## [REQUIRED WORK]
Once the line containing "pub fn try_clone(self: &Arc<Self>)" is found in the records below, return it and each following line exactly, up to and including the line containing "pub fn region_count(&self)", and nothing else.

## [SUPPLIED MATERIAL]
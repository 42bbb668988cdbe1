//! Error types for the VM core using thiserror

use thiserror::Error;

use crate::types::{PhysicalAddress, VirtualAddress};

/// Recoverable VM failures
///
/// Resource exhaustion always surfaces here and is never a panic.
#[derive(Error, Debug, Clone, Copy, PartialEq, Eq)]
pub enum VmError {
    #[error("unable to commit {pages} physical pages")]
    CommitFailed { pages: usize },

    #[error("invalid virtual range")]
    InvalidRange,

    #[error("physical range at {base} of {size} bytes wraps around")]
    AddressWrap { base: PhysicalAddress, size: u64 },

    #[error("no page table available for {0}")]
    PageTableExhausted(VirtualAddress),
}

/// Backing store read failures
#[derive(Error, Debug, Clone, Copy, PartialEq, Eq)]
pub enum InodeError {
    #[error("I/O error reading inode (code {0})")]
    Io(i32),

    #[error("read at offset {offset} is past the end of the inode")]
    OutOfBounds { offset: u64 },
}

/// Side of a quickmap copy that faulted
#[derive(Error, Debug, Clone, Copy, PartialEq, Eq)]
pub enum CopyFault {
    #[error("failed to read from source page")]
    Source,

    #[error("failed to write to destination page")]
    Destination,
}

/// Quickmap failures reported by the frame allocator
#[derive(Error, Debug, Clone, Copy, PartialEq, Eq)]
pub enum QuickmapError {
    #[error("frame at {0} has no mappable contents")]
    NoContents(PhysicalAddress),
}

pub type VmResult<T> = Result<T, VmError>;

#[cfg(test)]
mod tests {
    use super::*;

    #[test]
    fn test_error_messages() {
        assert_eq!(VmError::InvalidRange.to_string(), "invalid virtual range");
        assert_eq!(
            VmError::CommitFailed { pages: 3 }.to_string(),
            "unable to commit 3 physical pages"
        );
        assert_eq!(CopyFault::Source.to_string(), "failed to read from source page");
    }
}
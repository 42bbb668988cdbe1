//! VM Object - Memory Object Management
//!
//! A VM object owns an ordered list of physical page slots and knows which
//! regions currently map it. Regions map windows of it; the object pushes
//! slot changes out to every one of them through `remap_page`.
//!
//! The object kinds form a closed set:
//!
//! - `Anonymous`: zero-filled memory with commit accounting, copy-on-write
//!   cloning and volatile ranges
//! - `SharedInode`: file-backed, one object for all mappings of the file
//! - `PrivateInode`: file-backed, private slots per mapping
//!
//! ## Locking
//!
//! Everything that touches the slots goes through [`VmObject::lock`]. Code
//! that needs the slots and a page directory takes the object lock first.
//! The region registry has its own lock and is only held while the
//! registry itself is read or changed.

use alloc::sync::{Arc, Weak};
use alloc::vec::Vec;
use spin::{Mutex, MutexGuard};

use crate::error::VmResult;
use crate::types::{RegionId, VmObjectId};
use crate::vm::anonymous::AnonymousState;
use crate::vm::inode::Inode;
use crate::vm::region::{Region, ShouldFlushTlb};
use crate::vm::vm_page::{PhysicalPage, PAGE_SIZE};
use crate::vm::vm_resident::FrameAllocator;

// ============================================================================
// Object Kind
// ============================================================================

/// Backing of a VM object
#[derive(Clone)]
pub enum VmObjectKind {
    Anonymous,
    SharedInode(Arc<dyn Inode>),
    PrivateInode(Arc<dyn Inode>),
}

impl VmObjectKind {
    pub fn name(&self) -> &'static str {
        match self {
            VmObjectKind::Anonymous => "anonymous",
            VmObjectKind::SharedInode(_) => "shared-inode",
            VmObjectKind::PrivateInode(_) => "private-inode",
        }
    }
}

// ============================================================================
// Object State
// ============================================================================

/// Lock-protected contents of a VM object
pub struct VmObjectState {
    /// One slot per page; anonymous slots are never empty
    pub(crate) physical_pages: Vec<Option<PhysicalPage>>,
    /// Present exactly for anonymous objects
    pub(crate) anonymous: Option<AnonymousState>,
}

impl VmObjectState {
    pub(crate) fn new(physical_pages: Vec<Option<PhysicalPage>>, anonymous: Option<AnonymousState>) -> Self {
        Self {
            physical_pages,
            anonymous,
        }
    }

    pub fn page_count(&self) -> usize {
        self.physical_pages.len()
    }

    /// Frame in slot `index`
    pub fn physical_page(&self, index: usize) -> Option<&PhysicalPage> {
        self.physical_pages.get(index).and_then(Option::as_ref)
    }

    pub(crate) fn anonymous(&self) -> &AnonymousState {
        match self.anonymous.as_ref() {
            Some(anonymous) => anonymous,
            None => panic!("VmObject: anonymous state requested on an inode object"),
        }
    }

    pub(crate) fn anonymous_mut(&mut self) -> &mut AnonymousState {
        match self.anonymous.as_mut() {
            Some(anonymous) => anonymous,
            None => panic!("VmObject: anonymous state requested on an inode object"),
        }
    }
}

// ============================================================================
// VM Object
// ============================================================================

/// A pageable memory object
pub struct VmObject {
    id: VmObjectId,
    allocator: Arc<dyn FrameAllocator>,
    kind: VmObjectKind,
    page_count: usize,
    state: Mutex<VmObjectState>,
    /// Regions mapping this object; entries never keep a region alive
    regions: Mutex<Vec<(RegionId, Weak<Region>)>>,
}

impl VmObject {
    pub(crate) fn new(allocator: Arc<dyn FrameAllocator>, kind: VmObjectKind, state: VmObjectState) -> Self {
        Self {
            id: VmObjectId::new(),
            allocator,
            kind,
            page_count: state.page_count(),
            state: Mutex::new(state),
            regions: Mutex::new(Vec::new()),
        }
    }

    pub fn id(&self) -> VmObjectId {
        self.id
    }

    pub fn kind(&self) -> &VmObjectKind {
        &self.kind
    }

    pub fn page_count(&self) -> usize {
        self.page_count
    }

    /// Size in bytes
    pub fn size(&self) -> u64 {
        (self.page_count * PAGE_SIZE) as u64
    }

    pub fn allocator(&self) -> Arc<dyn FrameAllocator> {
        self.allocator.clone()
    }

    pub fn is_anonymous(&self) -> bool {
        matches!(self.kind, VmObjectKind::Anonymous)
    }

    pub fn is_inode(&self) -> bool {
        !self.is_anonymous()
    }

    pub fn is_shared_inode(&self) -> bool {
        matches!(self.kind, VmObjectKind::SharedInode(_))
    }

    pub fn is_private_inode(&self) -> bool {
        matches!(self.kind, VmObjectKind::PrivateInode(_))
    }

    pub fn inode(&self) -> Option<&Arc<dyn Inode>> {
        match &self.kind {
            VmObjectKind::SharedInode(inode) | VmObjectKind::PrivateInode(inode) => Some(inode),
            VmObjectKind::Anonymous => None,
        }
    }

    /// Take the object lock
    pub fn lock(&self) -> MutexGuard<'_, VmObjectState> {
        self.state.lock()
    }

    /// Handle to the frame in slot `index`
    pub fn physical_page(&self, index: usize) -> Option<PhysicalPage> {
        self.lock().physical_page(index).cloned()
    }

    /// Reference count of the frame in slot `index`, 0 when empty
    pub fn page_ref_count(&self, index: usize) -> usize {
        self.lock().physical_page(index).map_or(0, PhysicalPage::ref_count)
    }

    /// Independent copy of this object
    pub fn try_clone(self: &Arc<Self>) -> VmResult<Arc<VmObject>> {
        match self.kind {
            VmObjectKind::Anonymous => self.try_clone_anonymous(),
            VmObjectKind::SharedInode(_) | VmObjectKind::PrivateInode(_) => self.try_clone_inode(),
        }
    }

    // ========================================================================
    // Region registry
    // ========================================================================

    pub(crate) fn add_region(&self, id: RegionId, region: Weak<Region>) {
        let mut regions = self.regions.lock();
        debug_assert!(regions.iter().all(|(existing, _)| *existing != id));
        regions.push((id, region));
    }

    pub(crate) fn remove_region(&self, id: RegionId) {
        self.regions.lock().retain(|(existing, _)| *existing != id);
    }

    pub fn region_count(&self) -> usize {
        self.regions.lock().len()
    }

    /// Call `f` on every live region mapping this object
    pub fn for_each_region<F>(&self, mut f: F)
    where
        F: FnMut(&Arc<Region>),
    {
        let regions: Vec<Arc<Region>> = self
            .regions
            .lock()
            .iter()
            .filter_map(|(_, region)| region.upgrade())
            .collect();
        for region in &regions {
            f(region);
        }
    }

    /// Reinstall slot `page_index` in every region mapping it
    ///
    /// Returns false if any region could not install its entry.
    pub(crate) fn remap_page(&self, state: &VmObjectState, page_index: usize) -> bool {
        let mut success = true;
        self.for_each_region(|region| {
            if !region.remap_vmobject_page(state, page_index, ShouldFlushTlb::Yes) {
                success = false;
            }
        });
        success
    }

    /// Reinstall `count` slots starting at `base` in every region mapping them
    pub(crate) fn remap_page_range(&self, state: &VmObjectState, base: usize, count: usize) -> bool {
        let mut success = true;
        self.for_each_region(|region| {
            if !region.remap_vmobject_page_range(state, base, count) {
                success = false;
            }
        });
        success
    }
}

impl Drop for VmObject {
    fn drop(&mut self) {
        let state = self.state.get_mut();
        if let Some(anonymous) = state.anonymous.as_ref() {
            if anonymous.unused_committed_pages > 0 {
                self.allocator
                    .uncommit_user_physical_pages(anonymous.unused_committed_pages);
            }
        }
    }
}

## [THE ANSWER]
    pub fn try_clone(self: &Arc<Self>) -> VmResult<Arc<VmObject>> {
        match self.kind {
            VmObjectKind::Anonymous => self.try_clone_anonymous(),
            VmObjectKind::SharedInode(_) | VmObjectKind::PrivateInode(_) => self.try_clone_inode(),
        }
    }

    // ========================================================================
    // Region registry
    // ========================================================================

    pub(crate) fn add_region(&self, id: RegionId, region: Weak<Region>) {
        let mut regions = self.regions.lock();
        debug_assert!(regions.iter().all(|(existing, _)| *existing != id));
        regions.push((id, region));
    }

    pub(crate) fn remove_region(&self, id: RegionId) {
        self.regions.lock().retain(|(existing, _)| *existing != id);
    }

    pub fn region_count(&self) -> usize {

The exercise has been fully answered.